Uma morte anunciada

Benazir Bhutto tinha perfeita consciência do perigo que corria ao regressar ao Paquistão nesta altura. E sabia como iria ser difícil sobreviver a uma campanha política num país cada vez mais encurralado entre os militares e o fanatismo islâmico. Mesmo assim, voltou. Porque Bhutto também tinha percebido que esta seria a grande (última?!) oportunidade para tentar recuperar o seu poder político e derrotar o general Pervez Musharraf e os militares que a obrigaram ao exílio.
Envolvida pelos milhares de seguidores do Partido Popular do Paquistão, recebida em apoteose, principalmente em Carachi, cidade mais populosa, capital económica do país, berço da sua dinastia política e centro do poder secular que tem perdido influência nos destinos do país desde o golpe de Estado, Bhutto estava mais vulnerável no norte do país.
E acabou por ser em Rawalpindi, considerada a cidade mais segura do Paquistão, centro do poder castrense que comanda os destinos de uma sociedade fortemente militarizada desde a criação do país depois da desagregação do império britânico da Índia em 1947, que Bhutto não resistiu às balas de um suicida que depois de disparar a sua arma se fez explodir no meio da multidão.
Em qualquer outro país de tradição militar, um atentado contra uma individualidade tão importante na cidade bastião das forças uniformizadas poderia ser entendido como uma profunda humilhação. Tal não acontece no Paquistão. E tal não acontece por duas razões muito simples.
Apesar de ter prontamente condenado o atentado, o Presidente Pervez Musharraf só retira benefícios de mais este incidente sangrento. Não só se livra de um dos vultos políticos que poderia pôr em causa o seu poder (o próximo alvo a abater chama-se Nawaz Sharif, que também já regressou do exílio), como tem mais uma nova oportunidade para exibir a sua mão de ferro contra os extremistas religiosos do país e agradar ao seu grande aliado norte-americano que começava a sentir-se extremamente incomodado pelos imbróglios políticos paquistaneses.

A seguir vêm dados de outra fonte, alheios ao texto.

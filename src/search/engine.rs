//! Scoring, filtering and ranking of search records.
//!
//! Every term must match some field of a record (AND semantics). A term is
//! credited to the first field it is found in, checked in the order title,
//! description, keywords, so a term never scores twice for one record.

use crate::config::SearchWeights;
use crate::search::catalog::SearchRecord;
use crate::search::normalize::normalize;

/// Field a term was credited to.
#[derive(Debug, Clone, Copy, PartialEq, Eq)]
pub enum MatchedField {
    Title,
    Description,
    Keywords,
}

impl MatchedField {
    #[must_use]
    pub const fn weight(self, weights: &SearchWeights) -> u32 {
        match self {
            Self::Title => weights.title,
            Self::Description => weights.description,
            Self::Keywords => weights.keywords,
        }
    }
}

/// A record together with its normalized fields.
#[derive(Debug, Clone)]
pub struct IndexedRecord {
    /// Record as shown to the visitor.
    record: SearchRecord,
    /// Normalized title.
    title: String,
    /// Normalized description.
    description: String,
    /// Normalized keyword string.
    keywords: String,
}

impl IndexedRecord {
    #[must_use]
    pub fn new(record: SearchRecord) -> Self {
        let title = normalize(&record.title);
        let description = normalize(&record.description);
        let keywords = normalize(&record.keywords);
        Self { record, title, description, keywords }
    }

    #[must_use]
    pub const fn record(&self) -> &SearchRecord {
        &self.record
    }

    /// First field containing `term`, in priority order.
    #[must_use]
    pub fn matched_field(&self, term: &str) -> Option<MatchedField> {
        if self.title.contains(term) {
            Some(MatchedField::Title)
        } else if self.description.contains(term) {
            Some(MatchedField::Description)
        } else if self.keywords.contains(term) {
            Some(MatchedField::Keywords)
        } else {
            None
        }
    }

    /// Total score over all `terms`, or `None` when any term is missing.
    #[must_use]
    pub fn score(&self, terms: &[&str], weights: &SearchWeights) -> Option<u32> {
        terms.iter().try_fold(0_u32, |total, term| {
            self.matched_field(term).map(|field| total.saturating_add(field.weight(weights)))
        })
    }
}

/// Normalizes a record list in its original order.
#[must_use]
pub fn build_index(records: &[SearchRecord]) -> Vec<IndexedRecord> {
    records.iter().cloned().map(IndexedRecord::new).collect()
}

/// A surviving record, by position in the index it was ranked from.
#[derive(Debug, Clone, Copy, PartialEq, Eq)]
pub struct RankedHit {
    pub position: usize,
    pub score: u32,
}

/// Scores every record, drops the ones missing a term, and sorts by
/// descending score. Equal scores keep index order.
///
/// No terms means nothing to match, so the result is empty.
#[must_use]
pub fn rank(index: &[IndexedRecord], terms: &[&str], weights: &SearchWeights) -> Vec<RankedHit> {
    if terms.is_empty() {
        return Vec::new();
    }

    let mut hits: Vec<RankedHit> = index
        .iter()
        .enumerate()
        .filter_map(|(position, record)| {
            record.score(terms, weights).map(|score| RankedHit { position, score })
        })
        .collect();

    // `sort_by` is stable.
    hits.sort_by(|a, b| b.score.cmp(&a.score));
    hits
}

#[cfg(test)]
#[allow(clippy::unwrap_used, clippy::indexing_slicing)]
mod tests {
    use googletest::prelude::*;
    use rstest::*;

    use super::*;

    fn record(title: &str, description: &str, keywords: &str) -> SearchRecord {
        SearchRecord {
            title: title.to_string(),
            description: description.to_string(),
            url: format!("{}.html", title.to_lowercase().replace(' ', "-")),
            keywords: keywords.to_string(),
        }
    }

    fn titles(index: &[IndexedRecord], hits: &[RankedHit]) -> Vec<String> {
        hits.iter().map(|hit| index[hit.position].record().title.clone()).collect()
    }

    #[rstest]
    #[case::title("music", Some(MatchedField::Title))]
    #[case::description("tastes", Some(MatchedField::Description))]
    #[case::keywords("dragons", Some(MatchedField::Keywords))]
    #[case::title_wins_over_keywords("hobbies", Some(MatchedField::Title))]
    #[case::missing("cinema", None)]
    fn matched_field_priority(#[case] term: &str, #[case] expected: Option<MatchedField>) {
        let indexed = IndexedRecord::new(record(
            "Music (Hobbies)",
            "My musical tastes.",
            "songs bands imagine dragons hobbies",
        ));

        assert_that!(indexed.matched_field(term), eq(expected));
    }

    #[rstest]
    fn fields_are_normalized() {
        let indexed = IndexedRecord::new(record("Música (Aficiones)", "Mis gustos.", "canciones"));

        assert_that!(indexed.matched_field("musica"), some(eq(MatchedField::Title)));
    }

    #[rstest]
    fn term_is_credited_once() {
        let weights = SearchWeights::default();
        let indexed = IndexedRecord::new(record("Web", "Web development", "web"));

        assert_that!(indexed.score(&["web"], &weights), some(eq(weights.title)));
    }

    #[rstest]
    fn score_sums_terms() {
        let weights = SearchWeights::default();
        let indexed = IndexedRecord::new(record(
            "Máster en Ingeniería Web",
            "Universidad de Oviedo",
            "estudios",
        ));

        assert_that!(
            indexed.score(&["web", "oviedo", "estudios"], &weights),
            some(eq(weights.title + weights.description + weights.keywords))
        );
    }

    #[rstest]
    fn and_semantics() {
        let weights = SearchWeights::default();
        let index = build_index(&[
            record("Web", "Universidad de Oviedo", ""),
            record("Web only", "Nothing else", ""),
            record("Oviedo only", "Nothing else", ""),
        ]);

        let hits = rank(&index, &["web", "oviedo"], &weights);

        assert_that!(titles(&index, &hits), elements_are![eq("Web")]);
    }

    #[rstest]
    fn title_match_ranks_above_keyword_match() {
        let weights = SearchWeights::default();
        let index = build_index(&[
            record("Cars", "Motorsports world.", "vehicles photos"),
            record("Photos", "Gallery.", "images"),
        ]);

        let hits = rank(&index, &["photos"], &weights);

        assert_that!(titles(&index, &hits), elements_are![eq("Photos"), eq("Cars")]);
        assert_that!(hits[0].score, gt(hits[1].score));
    }

    #[rstest]
    fn ties_keep_index_order() {
        let weights = SearchWeights::default();
        let index = build_index(&[
            record("Alpha", "shared", ""),
            record("Beta", "shared", ""),
            record("Gamma", "nothing", "shared"),
            record("Delta", "shared", ""),
        ]);

        let hits = rank(&index, &["shared"], &weights);

        assert_that!(
            titles(&index, &hits),
            elements_are![eq("Alpha"), eq("Beta"), eq("Delta"), eq("Gamma")]
        );
    }

    #[rstest]
    fn no_terms_no_hits() {
        let index = build_index(&[record("Home", "Main page.", "")]);

        assert_that!(rank(&index, &[], &SearchWeights::default()), is_empty());
    }

    #[rstest]
    fn substring_matches_inside_words() {
        let index = build_index(&[record("Photography", "Photo gallery.", "")]);

        let hits = rank(&index, &["graph"], &SearchWeights::default());

        assert_that!(hits, len(eq(1)));
    }
}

Além disso, poucos acreditam que neste atentado não houve colaboração dos militares. Mesmo que não directamente, pelo menos por inércia. Já no atentado que causou mais de uma centena de mortos na sua chegada ao Paquistão em Outubro, depois de nove anos de exílio, Bhutto tinha apontado o dedo à falta de empenho dos militares em garantir a segurança da sua caravana e dos seus apoiantes.

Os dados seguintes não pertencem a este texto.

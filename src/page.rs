//! Headless model of the parts of a page the site scripts touch.
//!
//! Only what the switcher and the search read or write is modelled: the
//! document language attribute, elements carrying a translation key, the
//! language selection controls, and the header search region.

use serde::{
    Deserialize,
    Serialize,
};

use crate::search::view::{
    ResultEntry,
    ResultsView,
    render_list,
};

/// Home page fixture shipped with the crate.
const BUILTIN_PAGE: &str = include_str!("../assets/page.json");

/// A change applied to the page, in application order.
#[derive(Debug, Clone, PartialEq, Eq)]
pub enum Mutation {
    /// `lang` attribute of the document element.
    DocumentLanguage(String),
    /// Text content of the element bound to the key.
    Content { key: String },
    /// `alt` attribute of the element bound to the key.
    Alt { key: String },
    /// Value of the language select control.
    LanguageSelect(String),
    /// `aria-current` of a language button; `None` when removed.
    AriaCurrent { code: String, value: Option<&'static str> },
}

/// An element, optionally bound to a translation key.
#[derive(Debug, Clone, PartialEq, Eq, Default, Deserialize, Serialize)]
#[serde(rename_all = "camelCase", default)]
pub struct Element {
    pub tag: String,
    pub i18n_key: Option<String>,
    /// Inner markup.
    pub content: String,
    pub alt: Option<String>,
}

impl Element {
    #[must_use]
    pub fn text(tag: &str, key: &str, content: &str) -> Self {
        Self {
            tag: tag.to_string(),
            i18n_key: Some(key.to_string()),
            content: content.to_string(),
            alt: None,
        }
    }

    #[must_use]
    pub fn image(key: &str, alt: &str) -> Self {
        Self {
            tag: "img".to_string(),
            i18n_key: Some(key.to_string()),
            content: String::new(),
            alt: Some(alt.to_string()),
        }
    }

    /// Elements without text content get their accessible label translated instead.
    #[must_use]
    pub fn is_text(&self) -> bool {
        !self.tag.eq_ignore_ascii_case("img")
    }
}

/// A button selecting one language.
#[derive(Debug, Clone, PartialEq, Eq, Default, Deserialize, Serialize)]
#[serde(rename_all = "camelCase", default)]
pub struct LanguageButton {
    pub code: String,
    pub aria_current: bool,
}

#[derive(Debug, Clone, PartialEq, Eq, Default, Deserialize, Serialize)]
#[serde(rename_all = "camelCase", default)]
pub struct SearchInput {
    pub value: String,
    pub aria_expanded: bool,
    pub aria_controls: Option<String>,
}

/// Search box in the page header: input, result container and form.
#[derive(Debug, Clone, PartialEq, Eq, Deserialize, Serialize)]
#[serde(rename_all = "camelCase", default)]
pub struct SearchRegion {
    pub input: SearchInput,
    /// Id of the result container.
    pub results_id: String,
    pub has_form: bool,
    /// Entries currently rendered in the result container.
    #[serde(skip)]
    results: Vec<ResultEntry>,
}

impl Default for SearchRegion {
    fn default() -> Self {
        Self {
            input: SearchInput::default(),
            results_id: "search-results".to_string(),
            has_form: true,
            results: Vec::new(),
        }
    }
}

impl SearchRegion {
    #[must_use]
    pub fn results(&self) -> &[ResultEntry] {
        &self.results
    }

    /// Markup of the result container's content.
    #[must_use]
    pub fn results_html(&self) -> String {
        render_list(&self.results)
    }
}

impl ResultsView for SearchRegion {
    fn bind(&mut self) {
        self.input.aria_controls = Some(self.results_id.clone());
    }

    fn show(&mut self, entries: Vec<ResultEntry>) {
        self.results = entries;
        self.input.aria_expanded = true;
    }

    fn close(&mut self) {
        self.results.clear();
        self.input.aria_expanded = false;
    }
}

/// The document.
#[derive(Debug, Clone, Default, Deserialize, Serialize)]
#[serde(rename_all = "camelCase", default)]
pub struct Page {
    /// `lang` attribute of the document element.
    lang: Option<String>,
    /// Elements in document order.
    elements: Vec<Element>,
    /// Value of the language select control, if the page has one.
    language_select: Option<String>,
    language_buttons: Vec<LanguageButton>,
    /// Header search region, if the page has one.
    search: Option<SearchRegion>,
    /// Mutations applied so far.
    #[serde(skip)]
    journal: Vec<Mutation>,
}

impl Page {
    #[must_use]
    pub fn new() -> Self {
        Self::default()
    }

    /// The built-in home page.
    pub fn builtin() -> Result<Self, serde_json::Error> {
        Self::from_json(BUILTIN_PAGE)
    }

    pub fn from_json(content: &str) -> Result<Self, serde_json::Error> {
        serde_json::from_str(content)
    }

    #[must_use]
    pub fn with_element(mut self, element: Element) -> Self {
        self.elements.push(element);
        self
    }

    #[must_use]
    pub fn with_language_select(mut self, value: &str) -> Self {
        self.language_select = Some(value.to_string());
        self
    }

    #[must_use]
    pub fn with_language_button(mut self, code: &str) -> Self {
        self.language_buttons.push(LanguageButton { code: code.to_string(), aria_current: false });
        self
    }

    #[must_use]
    pub fn with_search(mut self, region: SearchRegion) -> Self {
        self.search = Some(region);
        self
    }

    #[must_use]
    pub fn document_language(&self) -> Option<&str> {
        self.lang.as_deref()
    }

    pub fn set_document_language(&mut self, code: &str) {
        self.lang = Some(code.to_string());
        self.journal.push(Mutation::DocumentLanguage(code.to_string()));
    }

    #[must_use]
    pub fn elements(&self) -> &[Element] {
        &self.elements
    }

    /// First element bound to `key`.
    #[must_use]
    pub fn element(&self, key: &str) -> Option<&Element> {
        self.elements.iter().find(|e| e.i18n_key.as_deref() == Some(key))
    }

    /// Rewrites every element whose key `lookup` resolves.
    ///
    /// Elements whose key is unresolved or resolves to an empty string are
    /// left untouched. Returns how many elements were rewritten.
    pub fn localize<'a>(&mut self, lookup: impl Fn(&str) -> Option<&'a str>) -> usize {
        let mut rewritten = 0;
        for element in &mut self.elements {
            let Some(key) = element.i18n_key.as_deref() else {
                continue;
            };
            let Some(translation) = lookup(key).filter(|t| !t.is_empty()) else {
                continue;
            };

            if element.is_text() {
                translation.clone_into(&mut element.content);
                self.journal.push(Mutation::Content { key: key.to_string() });
            } else {
                element.alt = Some(translation.to_string());
                self.journal.push(Mutation::Alt { key: key.to_string() });
            }
            rewritten += 1;
        }
        rewritten
    }

    #[must_use]
    pub fn language_select(&self) -> Option<&str> {
        self.language_select.as_deref()
    }

    /// Reflects `code` in the select control; no-op without one.
    pub fn set_language_select(&mut self, code: &str) {
        if let Some(value) = &mut self.language_select {
            code.clone_into(value);
            self.journal.push(Mutation::LanguageSelect(code.to_string()));
        }
    }

    #[must_use]
    pub fn language_buttons(&self) -> &[LanguageButton] {
        &self.language_buttons
    }

    /// Sets `aria-current` on the button for `code` and removes it elsewhere.
    pub fn mark_current_language(&mut self, code: &str) {
        for button in &mut self.language_buttons {
            button.aria_current = button.code == code;
            self.journal.push(Mutation::AriaCurrent {
                code: button.code.clone(),
                value: button.aria_current.then_some("true"),
            });
        }
    }

    #[must_use]
    pub const fn search_region(&self) -> Option<&SearchRegion> {
        self.search.as_ref()
    }

    pub const fn search_region_mut(&mut self) -> Option<&mut SearchRegion> {
        self.search.as_mut()
    }

    /// Mutations applied so far, oldest first.
    #[must_use]
    pub fn mutations(&self) -> &[Mutation] {
        &self.journal
    }

    pub fn take_mutations(&mut self) -> Vec<Mutation> {
        std::mem::take(&mut self.journal)
    }
}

A relação íntima entre os serviços secretos paquistaneses e os talibãs afegãos é conhecida e está provada. O seu surgimento, fortalecimento e apoio durante os anos 90 nunca teria sido possível sem o Paquistão e o regime militar paquistanês. Em Outubro, devido às pressões internas e externas, Pervez Musharraf resolveu entregar a chefia do Estado-Maior ao general Ashfaq Kiyani, curiosamente alguém que foi chefe dos serviços secretos e do X Corpo do exército situado em Rawalpindi. Quem quiser que retire as suas conclusões.
Quanto a Benazir Bhutto, cumpre com a sua morte a tradição familiar. A mais importante dinastia política paquistanesa (o pai, Zulfiqar Ali Bhutto, primeiro-ministro nos anos 70, chefiou um dos poucos governos sem influência militar na história do país) é também aquela com destino mais negro: Zulfiqar foi enforcado pela ditadura militar em 1979, dois irmãos de Benazir foram assassinados depois.

* Estive no Paquistão e no Afeganistão no começo da campanha militar lançada pelos Estados Unidos depois do 11 de Setembro e entrevistei Benazir Bhutto posteriormente em Lisboa.